Su trayectoria política fue igualmente contradictoria. Inicialmente había apoyado a Hipólito Yrigoyen, algo poco habitual para un miembro de una familia terrateniente. Pero tras el golpe de Estado de 1930 también apoyó inicialmente al general José Félix Uriburu, quien había derrocado a Yrigoyen.

La relación con el régimen, sin embargo, cambió rápidamente. Barón Biza terminó enfrentándolo y participó en actividades de oposición al gobierno conservador. En 1933 se vinculó a la rebelión radical de Paso de los Libres, y en distintos momentos debió exiliarse y fue encarcelado.

Su experiencia política quedó plasmada en “Por qué me hice revolucionario”, publicado en Montevideo en 1932.

La segunda tragedia: Rosa Clotilde Sabattini

Después de la muerte de Myriam, Barón Biza inició una relación con Rosa Clotilde Sabattini, hija del dirigente radical cordobés Amadeo Sabattini.

La relación fue nuevamente escandalosa: Barón Biza tenía alrededor de 35 años y Clotilde apenas 17 años. Se casaron en secreto en 1935, provocando una profunda ruptura entre Barón Biza y Amadeo Sabattini.

El matrimonio tuvo tres hijos: Carlos, Jorge y María Cristina. La pareja vivió durante períodos en Europa y Uruguay y atravesó numerosos conflictos. En 1953 se produjo la ruptura definitiva.

Uno de los episodios más insólitos ocurrió en 1950, cuando Alberto Sabattini, hermano de Clotilde, se batió a duelo con Barón Biza. Ambos resultaron heridos por disparos de arma de fuego.

El episodio del ácido: el final de Barón Biza

El episodio más terrible de su vida ocurrió en agosto de 1964, cuando Barón Biza y Clotilde se encontraban en Buenos Aires tratando de resolver legalmente su separación y la división de bienes.

Durante una reunión en la que estaban presentes abogados, Barón Biza arrojó sobre el rostro de su esposa un vaso que contenía ácido sulfúrico. El ataque le provocó gravísimas quemaduras y una desfiguración permanente.

Al día siguiente, 17 de agosto de 1964, Barón Biza fue encontrado muerto en el mismo departamento. Se había disparado en la sien con un revólver. Tenía 64 años.

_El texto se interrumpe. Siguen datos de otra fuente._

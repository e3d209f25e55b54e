//! Core runtime types for the bindery binding layer.
//!
//! This crate models the embedded dynamic runtime that native bindings are
//! installed into. It has no knowledge of native signatures; the `bindery`
//! crate builds trampolines on top of [`NativeFn`] and [`CallContext`].
//!
//! - [`runtime`]: values, objects, classes and the [`Vm`]
//! - [`TypeHash`]: deterministic identity of classes and bound callables
//! - [`RuntimeError`] / [`DefinitionError`]: raised and definition-time errors

mod error;
pub mod runtime;
mod type_hash;

pub use error::{DefinitionError, RuntimeError};
pub use runtime::{
    ArgSpec, CallContext, ClassFlags, ClassId, DataError, DataType, INITIALIZE, MethodEntry,
    NativeCallable, NativeFn, ObjectRef, RClass, Value, Vm,
};
pub use type_hash::{TypeHash, hash_constants};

El episodio convirtió definitivamente su figura en un personaje casi novelesco: el millonario, escritor provocador y bon vivant que había construido un monumento gigantesco para su primera esposa terminó su vida después de atacar con ácido a su segunda esposa y suicidarse.

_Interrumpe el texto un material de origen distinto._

impl Vm {
    /// Create a runtime holding the root `Object` class and the `Kernel`
    /// module.
    pub fn new() -> Self {
        let object_class = ClassId::new(0);
        let kernel_module = ClassId::new(1);
        let mut vm = Self {
            classes: vec![
                RClass::new(
                    object_class,
                    "Object",
                    "Object".to_string(),
                    None,
                    None,
                    ClassFlags::empty(),
                ),
                RClass::new(
                    kernel_module,
                    "Kernel",
                    "Kernel".to_string(),
                    Some(object_class),
                    None,
                    ClassFlags::MODULE,
                ),
            ],
            constants: FxHashMap::default(),
            object_class,
            kernel_module,
        };
        vm.constants
            .insert((object_class, "Object".to_string()), object_class);
        vm.constants
            .insert((object_class, "Kernel".to_string()), kernel_module);
        vm
    }

    /// The root class every class derives from by default.
    pub fn object_class(&self) -> ClassId {
        self.object_class
    }

    /// The module new constants are nested in by default.
    pub fn kernel_module(&self) -> ClassId {
        self.kernel_module
    }

    pub fn class(&self, id: ClassId) -> Option<&RClass> {
        self.classes.get(id.index() as usize)
    }

    fn class_mut(&mut self, id: ClassId) -> Result<&mut RClass, DefinitionError> {
        self.classes
            .get_mut(id.index() as usize)
            .ok_or(DefinitionError::UnknownClass(id.index()))
    }

    fn require(&self, id: ClassId) -> Result<&RClass, DefinitionError> {
        self.class(id)
            .ok_or(DefinitionError::UnknownClass(id.index()))
    }

    // =========================================================================
    // Definitions
    // =========================================================================

    /// Define (or reopen) class `name` inside `outer`.
    ///
    /// Reopening an existing class is allowed as long as the superclass
    /// matches.
    pub fn define_class_under(
        &mut self,
        outer: ClassId,
        name: &str,
        superclass: ClassId,
    ) -> Result<ClassId, DefinitionError> {
        validate_name(name)?;
        self.require(outer)?;
        if self.require(superclass)?.is_module() {
            return Err(DefinitionError::KindMismatch {
                name: self.require(superclass)?.path().to_string(),
                expected: "class",
            });
        }

        if let Some(&existing) = self.constants.get(&(outer, name.to_string())) {
            let class = self.require(existing)?;
            if class.is_module() {
                return Err(DefinitionError::KindMismatch {
                    name: class.path().to_string(),
                    expected: "class",
                });
            }
            if class.superclass() != Some(superclass) {
                return Err(DefinitionError::SuperclassMismatch {
                    name: class.path().to_string(),
                });
            }
            return Ok(existing);
        }

        let id = self.insert(outer, name, Some(superclass), ClassFlags::empty())?;
        tracing::debug!(class = %self.classes[id.index() as usize].path(), "defined class");
        Ok(id)
    }

    /// Define (or reopen) module `name` inside `outer`.
    pub fn define_module_under(
        &mut self,
        outer: ClassId,
        name: &str,
    ) -> Result<ClassId, DefinitionError> {
        validate_name(name)?;
        self.require(outer)?;

        if let Some(&existing) = self.constants.get(&(outer, name.to_string())) {
            let module = self.require(existing)?;
            if !module.is_module() {
                return Err(DefinitionError::KindMismatch {
                    name: module.path().to_string(),
                    expected: "module",
                });
            }
            return Ok(existing);
        }

        let id = self.insert(outer, name, None, ClassFlags::MODULE)?;
        tracing::debug!(module = %self.classes[id.index() as usize].path(), "defined module");
        Ok(id)
    }

    fn insert(
        &mut self,
        outer: ClassId,
        name: &str,
        superclass: Option<ClassId>,
        flags: ClassFlags,
    ) -> Result<ClassId, DefinitionError> {
        let index = u32::try_from(self.classes.len())
            .map_err(|_| DefinitionError::InvalidName(name.to_string()))?;
        let id = ClassId::new(index);
        let path = if outer == self.object_class {
            name.to_string()
        } else {
            format!("{}{}{}", self.require(outer)?.path(), SEPARATOR, name)
        };
        self.classes
            .push(RClass::new(id, name, path, Some(outer), superclass, flags));
        self.constants.insert((outer, name.to_string()), id);
        Ok(id)
    }

    /// Add flags to a class record (e.g. mark its instances as data objects).
    pub fn set_flags(&mut self, class: ClassId, flags: ClassFlags) -> Result<(), DefinitionError> {
        self.class_mut(class)?.flags.insert(flags);
        Ok(())
    }

    /// Mark instances of `class` as carrying a native data slot.
    pub fn set_instance_data(&mut self, class: ClassId) -> Result<(), DefinitionError> {
        self.set_flags(class, ClassFlags::DATA)
    }

    /// Install an instance method. Redefinition replaces the previous entry.
    pub fn define_method(
        &mut self,
        class: ClassId,
        name: &str,
        spec: ArgSpec,
        func: NativeFn,
    ) -> Result<(), DefinitionError> {
        let record = self.class_mut(class)?;
        tracing::debug!(class = %record.path(), method = name, arity = spec.arity(), "defined method");
        record
            .methods
            .insert(name.to_string(), MethodEntry { spec, func });
        Ok(())
    }

    /// Install a class-level method (a module function on modules).
    pub fn define_class_method(
        &mut self,
        class: ClassId,
        name: &str,
        spec: ArgSpec,
        func: NativeFn,
    ) -> Result<(), DefinitionError> {
        let record = self.class_mut(class)?;
        tracing::debug!(class = %record.path(), method = name, arity = spec.arity(), "defined class method");
        record
            .class_methods
            .insert(name.to_string(), MethodEntry { spec, func });
        Ok(())
    }

    // =========================================================================
    // Constant lookup
    // =========================================================================

    /// Resolve a constant path such as `"Foo"` or `"Outer::Inner"`.
    ///
    /// The first segment is searched in `Object`, then in `Kernel`.
    pub fn lookup_class(&self, path: &str) -> Result<ClassId, RuntimeError> {
        let not_found = || RuntimeError::Name {
            path: path.to_string(),
        };
        let mut segments = path.split(SEPARATOR);
        let first = segments.next().filter(|s| !s.is_empty()).ok_or_else(not_found)?;

        let mut current = [self.object_class, self.kernel_module]
            .into_iter()
            .find_map(|scope| self.constant(scope, first))
            .ok_or_else(not_found)?;
        for segment in segments {
            current = self.constant(current, segment).ok_or_else(not_found)?;
        }
        Ok(current)
    }

    /// Resolve a constant path to a class value usable as a receiver.
    pub fn class_value(&self, path: &str) -> Result<Value, RuntimeError> {
        self.lookup_class(path).map(Value::Class)
    }

    fn constant(&self, scope: ClassId, name: &str) -> Option<ClassId> {
        self.constants.get(&(scope, name.to_string())).copied()
    }

    // =========================================================================
    // Calls
    // =========================================================================

    /// Allocate an instance of `class` and run its `initialize` with `args`.
    ///
    /// Classes without `initialize` ignore the arguments.
    pub fn new_object(&self, class: ClassId, args: &[Value]) -> Result<Value, RuntimeError> {
        let record = self
            .class(class)
            .ok_or_else(|| RuntimeError::Name {
                path: format!("#<Class:{}>", class.index()),
            })?;
        if record.is_module() {
            return Err(RuntimeError::NoMethod {
                name: "new".to_string(),
                receiver: record.path().to_string(),
            });
        }

        let object = Value::Object(ObjectRef::new(class, record.name.clone()));
        if let Some(entry) = self.find_method(class, INITIALIZE) {
            let func = entry.func.clone();
            let ctx = CallContext::new(&object, INITIALIZE, args);
            func.call(&ctx)?;
        }
        Ok(object)
    }

    /// Invoke method `name` on `receiver`.
    ///
    /// Class receivers dispatch to class methods (with a built-in `new`),
    /// object receivers to instance methods. Both walk the superclass chain.
    pub fn call(&self, receiver: &Value, name: &str, args: &[Value]) -> Result<Value, RuntimeError> {
        let entry = match receiver {
            Value::Class(class) => match self.find_class_method(*class, name) {
                Some(entry) => entry,
                None if name == "new" => return self.new_object(*class, args),
                None => return Err(self.no_method(receiver, name)),
            },
            Value::Object(object) => self
                .find_method(object.class(), name)
                .ok_or_else(|| self.no_method(receiver, name))?,
            _ => return Err(self.no_method(receiver, name)),
        };

        tracing::trace!(method = name, argc = args.len(), "dispatch");
        let func = entry.func.clone();
        let ctx = CallContext::new(receiver, name, args);
        func.call(&ctx)
    }

    /// Whether `receiver` has a method called `name`.
    pub fn respond_to(&self, receiver: &Value, name: &str) -> bool {
        self.lookup(receiver, name).is_some()
            || (name == "new"
                && matches!(receiver, Value::Class(id) if self.class(*id).is_some_and(|c| !c.is_module())))
    }

    /// Arity of method `name` on `receiver`, in the runtime's convention.
    pub fn method_arity(&self, receiver: &Value, name: &str) -> Option<i64> {
        self.lookup(receiver, name).map(|entry| entry.spec.arity())
    }

    fn lookup(&self, receiver: &Value, name: &str) -> Option<&MethodEntry> {
        match receiver {
            Value::Class(class) => self.find_class_method(*class, name),
            Value::Object(object) => self.find_method(object.class(), name),
            _ => None,
        }
    }

    /// Superclass chain starting at `class` itself.
    pub fn ancestors(&self, class: ClassId) -> impl Iterator<Item = &RClass> {
        std::iter::successors(self.class(class), |c| {
            c.superclass().and_then(|s| self.class(s))
        })
    }

    fn find_method(&self, class: ClassId, name: &str) -> Option<&MethodEntry> {
        self.ancestors(class).find_map(|c| c.methods.get(name))
    }

    fn find_class_method(&self, class: ClassId, name: &str) -> Option<&MethodEntry> {
        self.ancestors(class).find_map(|c| c.class_methods.get(name))
    }

    fn no_method(&self, receiver: &Value, name: &str) -> RuntimeError {
        let receiver = match receiver {
            Value::Class(id) => self
                .class(*id)
                .map(|c| c.path().to_string())
                .unwrap_or_else(|| receiver.to_string()),
            Value::Object(object) => format!("an instance of {}", object.class_name()),
            other => other.type_name().to_string(),
        };
        RuntimeError::NoMethod {
            name: name.to_string(),
            receiver,
        }
    }
}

Por qué la historia de Stefford y Barón Biza sigue fascinando

Lo extraordinario de esta historia es que parece construida para una novela, pero sus elementos fundamentales pertenecen a la realidad: una joven suiza que se reinventa como actriz y aviadora; un millonario cordobés obsesionado con la provocación; un matrimonio rodeado de misterio; un accidente aéreo cuyas circunstancias dieron lugar a sospechas nunca demostradas; un monumento gigantesco levantado en memoria de la mujer; una carrera literaria escandalosa; conflictos políticos; otro matrimonio con una joven de 17 años; un duelo; un ataque con ácido y, finalmente, un suicidio.

En ese sentido, Myriam Stefford y Raúl Barón Biza terminaron formando una de las parejas más legendarias de la historia cordobesa. La muerte de ella y la posterior conducta de él hicieron que, con el paso de las décadas, la historia real se mezclara con rumores, reconstrucciones periodísticas y leyendas.

Y hay un dato particularmente interesante para Córdoba: el monumento “El Ala”, construido por Barón Biza entre 1935 y 1936, permanece como una suerte de escenario físico de toda esa historia. Su presencia a la vera de la Ruta 5 transformó una tragedia privada en parte del patrimonio histórico y cultural cordobés.

Hoy, a 95 años de la muerte de Myriam Stefford, el desafío es recuperar esa historia desde el rigor documental: preservar la memoria, investigar el pasado y poner en valor un patrimonio que forma parte de la identidad de Villa Parque Santa Ana y de Córdoba.